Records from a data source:
=-=-=-=-=

use tracing_subscriber::EnvFilter;

use taskvault_server::config::ServerConfig;
use taskvault_server::router::build_router;
use taskvault_server::shutdown::shutdown_signal;
use taskvault_server::state::AppState;

#[tokio::main]
async fn main() -> Result<(), Box<dyn std::error::Error>> {
    dotenvy::dotenv().ok();
    let config = ServerConfig::load()?;

    let filter =
        EnvFilter::try_from_default_env().unwrap_or_else(|_| EnvFilter::new(&config.log_level));
    tracing_subscriber::fmt().with_env_filter(filter).init();

    let addr = config.bind_addr();
    let rotation_days = config.key_rotation_days;
    let listener = tokio::net::TcpListener::bind(&addr).await?;
    tracing::info!(%addr, rotation_days, "key service listening");

    axum::serve(listener, build_router(AppState::new(config)))
        .with_graceful_shutdown(shutdown_signal())
        .await?;

    tracing::info!("key service stopped");
    Ok(())
}
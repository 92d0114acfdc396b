/// Resolves on Ctrl+C, or SIGTERM on Unix.
pub async fn shutdown_signal() {
    let ctrl_c = async {
        if let Err(e) = tokio::signal::ctrl_c().await {
            tracing::error!(error = %e, "failed to install Ctrl+C handler");
            std::future::pending::<()>().await;
        }
    };

    #[cfg(unix)]
    let terminate = async {
        match tokio::signal::unix::signal(tokio::signal::unix::SignalKind::terminate()) {
            Ok(mut signal) => {
                signal.recv().await;
            }
            Err(e) => {
                tracing::error!(error = %e, "failed to install SIGTERM handler");
                std::future::pending::<()>().await;
            }
        }
    };

    #[cfg(not(unix))]
    let terminate = std::future::pending::<()>();

    tokio::select! {
        _ = ctrl_c => {},
        _ = terminate => {},
    }

    tracing::info!("shutdown signal received");
}
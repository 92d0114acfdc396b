//! Change notifications delivered by the external pub/sub feed.

use serde::{Deserialize, Serialize};

use crate::api::message::Message;

/// Kind of row change carried by a notification.
#[derive(Debug, Clone, Copy, PartialEq, Eq, Serialize, Deserialize)]
#[serde(rename_all = "UPPERCASE")]
pub enum ChangeEventType {
    Insert,
    Update,
    Delete,
}

/// A `{ eventType, record }` tuple for a message row.
#[derive(Debug, Clone, PartialEq, Eq, Serialize, Deserialize)]
#[serde(rename_all = "camelCase")]
pub struct ChangeEvent {
    pub event_type: ChangeEventType,
    pub record: Message,
}
//! Hybrid message encryption: AES-256-GCM for the body, RSA-OAEP for the
//! per-message AES key.
//!
//! Wire format (exact field names, all binary fields base64):
//!
//! ```json
//! {"v":"1","data":"<ciphertext||tag>","iv":"<12 bytes>","key":"<RSA-OAEP(aes key)>"}
//! ```
//!
//! Message bodies that do not match this shape are legacy plaintext and are
//! passed through untouched, never treated as errors.

use base64::engine::general_purpose::STANDARD as BASE64;
use base64::Engine;
use rsa::{RsaPrivateKey, RsaPublicKey};
use serde::{Deserialize, Serialize};
use taskvault_shared::constants::PACKET_PROTOCOL_VERSION;

use crate::asymmetric::{decrypt_key, encrypt_key};
use crate::error::CryptoError;
use crate::symmetric::{decrypt_symmetric, encrypt_symmetric, SymmetricKey};

/// Protocol version written into every new packet.
pub const PROTOCOL_VERSION: &str = PACKET_PROTOCOL_VERSION;

/// Shown in place of a message that could not be decrypted with any known key.
pub const DECRYPTION_FAILED_PLACEHOLDER: &str = "[Unable to decrypt message]";

/// Shown in place of an encrypted message while workspace keys are unavailable.
pub const LOCKED_PLACEHOLDER: &str = "[Encrypted message: keys not loaded]";

/// A versioned hybrid-encrypted message envelope. Immutable once created.
#[derive(Debug, Clone, PartialEq, Eq, Serialize, Deserialize)]
#[serde(deny_unknown_fields)]
pub struct EncryptedMessagePacket {
    #[serde(rename = "v")]
    pub version: String,
    pub data: String,
    pub iv: String,
    pub key: String,
}

impl EncryptedMessagePacket {
    /// Serialize to the compact wire JSON stored in `Message.content`.
    pub fn to_json(&self) -> Result<String, CryptoError> {
        Ok(serde_json::to_string(self)?)
    }

    pub fn is_supported_version(&self) -> bool {
        self.version == PROTOCOL_VERSION
    }
}

/// A message body classified by the tolerant parser.
#[derive(Debug, Clone, PartialEq, Eq)]
pub enum MessageContent<'a> {
    Encrypted(EncryptedMessagePacket),
    Plaintext(&'a str),
}

impl<'a> MessageContent<'a> {
    /// Classify a message body. Anything that is not exactly a packet object
    /// (`v`, `data`, `iv`, `key`, all strings, nothing else) is plaintext.
    pub fn parse(content: &'a str) -> Self {
        if !content.trim_start().starts_with('{') {
            return MessageContent::Plaintext(content);
        }
        match serde_json::from_str::<EncryptedMessagePacket>(content) {
            Ok(packet) => MessageContent::Encrypted(packet),
            Err(_) => MessageContent::Plaintext(content),
        }
    }

    pub fn is_encrypted(&self) -> bool {
        matches!(self, MessageContent::Encrypted(_))
    }
}

/// Encrypt `plaintext` for the holder of `recipient`'s private key.
pub fn encrypt_hybrid(
    plaintext: &str,
    recipient: &RsaPublicKey,
) -> Result<EncryptedMessagePacket, CryptoError> {
    let sealed = encrypt_symmetric(plaintext.as_bytes(), None)?;
    let wrapped_key = encrypt_key(recipient, sealed.key.as_bytes())?;

    Ok(EncryptedMessagePacket {
        version: PROTOCOL_VERSION.to_string(),
        data: BASE64.encode(&sealed.ciphertext),
        iv: BASE64.encode(sealed.iv),
        key: BASE64.encode(wrapped_key),
    })
}

/// Decrypt a packet with a single private key.
///
/// Fails with `DecryptionFailure` for an unknown version or a packet that was
/// not encrypted for this key, and with `AuthenticationFailure` when the body
/// was tampered with.
pub fn decrypt_hybrid(
    packet: &EncryptedMessagePacket,
    private_key: &RsaPrivateKey,
) -> Result<String, CryptoError> {
    check_version(packet)?;

    let wrapped_key = decode_field("key", &packet.key)?;
    let key_bytes = decrypt_key(private_key, &wrapped_key)?;
    let key = SymmetricKey::from_slice(&key_bytes)
        .map_err(|_| CryptoError::DecryptionFailure("unwrapped key has wrong length".into()))?;

    let iv = decode_field("iv", &packet.iv)?;
    let data = decode_field("data", &packet.data)?;
    let plaintext = decrypt_symmetric(&data, &key, &iv)?;

    String::from_utf8(plaintext)
        .map_err(|_| CryptoError::DecryptionFailure("plaintext is not valid UTF-8".into()))
}

/// Try each candidate private key in order until one decrypts the packet.
///
/// Candidates are expected most recently rotated first. Returns
/// `NoMatchingKey` when every candidate fails, or `AuthenticationFailure` if a
/// candidate unwrapped the message key but the body failed authentication.
pub fn decrypt_with_fallback<'k, I>(
    packet: &EncryptedMessagePacket,
    candidates: I,
) -> Result<String, CryptoError>
where
    I: IntoIterator<Item = &'k RsaPrivateKey>,
{
    check_version(packet)?;

    let mut tried = 0;
    let mut tampered = false;
    for (index, key) in candidates.into_iter().enumerate() {
        tried += 1;
        match decrypt_hybrid(packet, key) {
            Ok(plaintext) => {
                if index > 0 {
                    tracing::debug!(candidate = index, "decrypted with a historical key");
                }
                return Ok(plaintext);
            }
            Err(CryptoError::AuthenticationFailure) => tampered = true,
            Err(_) => {}
        }
    }

    if tampered {
        Err(CryptoError::AuthenticationFailure)
    } else {
        Err(CryptoError::NoMatchingKey { tried })
    }
}

/// Decrypt a raw message body: plaintext passes through, packets go through
/// fallback decryption.
pub fn decrypt_message_content<'k, I>(content: &str, candidates: I) -> Result<String, CryptoError>
where
    I: IntoIterator<Item = &'k RsaPrivateKey>,
{
    match MessageContent::parse(content) {
        MessageContent::Plaintext(text) => Ok(text.to_string()),
        MessageContent::Encrypted(packet) => decrypt_with_fallback(&packet, candidates),
    }
}

/// Like `decrypt_message_content`, but a failure on this one message becomes
/// `DECRYPTION_FAILED_PLACEHOLDER` so the rest of a conversation still loads.
pub fn decrypt_for_display<'k, I>(content: &str, candidates: I) -> String
where
    I: IntoIterator<Item = &'k RsaPrivateKey>,
{
    match decrypt_message_content(content, candidates) {
        Ok(text) => text,
        Err(e) => {
            tracing::warn!(error = %e, "message could not be decrypted");
            DECRYPTION_FAILED_PLACEHOLDER.to_string()
        }
    }
}

fn check_version(packet: &EncryptedMessagePacket) -> Result<(), CryptoError> {
    if packet.is_supported_version() {
        Ok(())
    } else {
        Err(CryptoError::DecryptionFailure(format!(
            "unsupported packet version {:?}",
            packet.version
        )))
    }
}

fn decode_field(name: &str, value: &str) -> Result<Vec<u8>, CryptoError> {
    BASE64
        .decode(value)
        .map_err(|_| CryptoError::DecryptionFailure(format!("packet field {name} is not base64")))
}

=-=-=-=-=

● **Task item**: When the line with "a message row." is reached in the data above, start copying there, and copy each line exactly until the line with "use base64::Engine;" has been copied; copy nothing else.

● **Output of the task**:
/// A `{ eventType, record }` tuple for a message row.
#[derive(Debug, Clone, PartialEq, Eq, Serialize, Deserialize)]
#[serde(rename_all = "camelCase")]
pub struct ChangeEvent {
    pub event_type: ChangeEventType,
    pub record: Message,
}
//! Hybrid message encryption: AES-256-GCM for the body, RSA-OAEP for the
//! per-message AES key.
//!
//! Wire format (exact field names, all binary fields base64):
//!
//! ```json
//! {"v":"1","data":"<ciphertext||tag>","iv":"<12 bytes>","key":"<RSA-OAEP(aes key)>"}
//! ```
//!
//! Message bodies that do not match this shape are legacy plaintext and are
//! passed through untouched, never treated as errors.

use base64::engine::general_purpose::STANDARD as BASE64;
use base64::Engine;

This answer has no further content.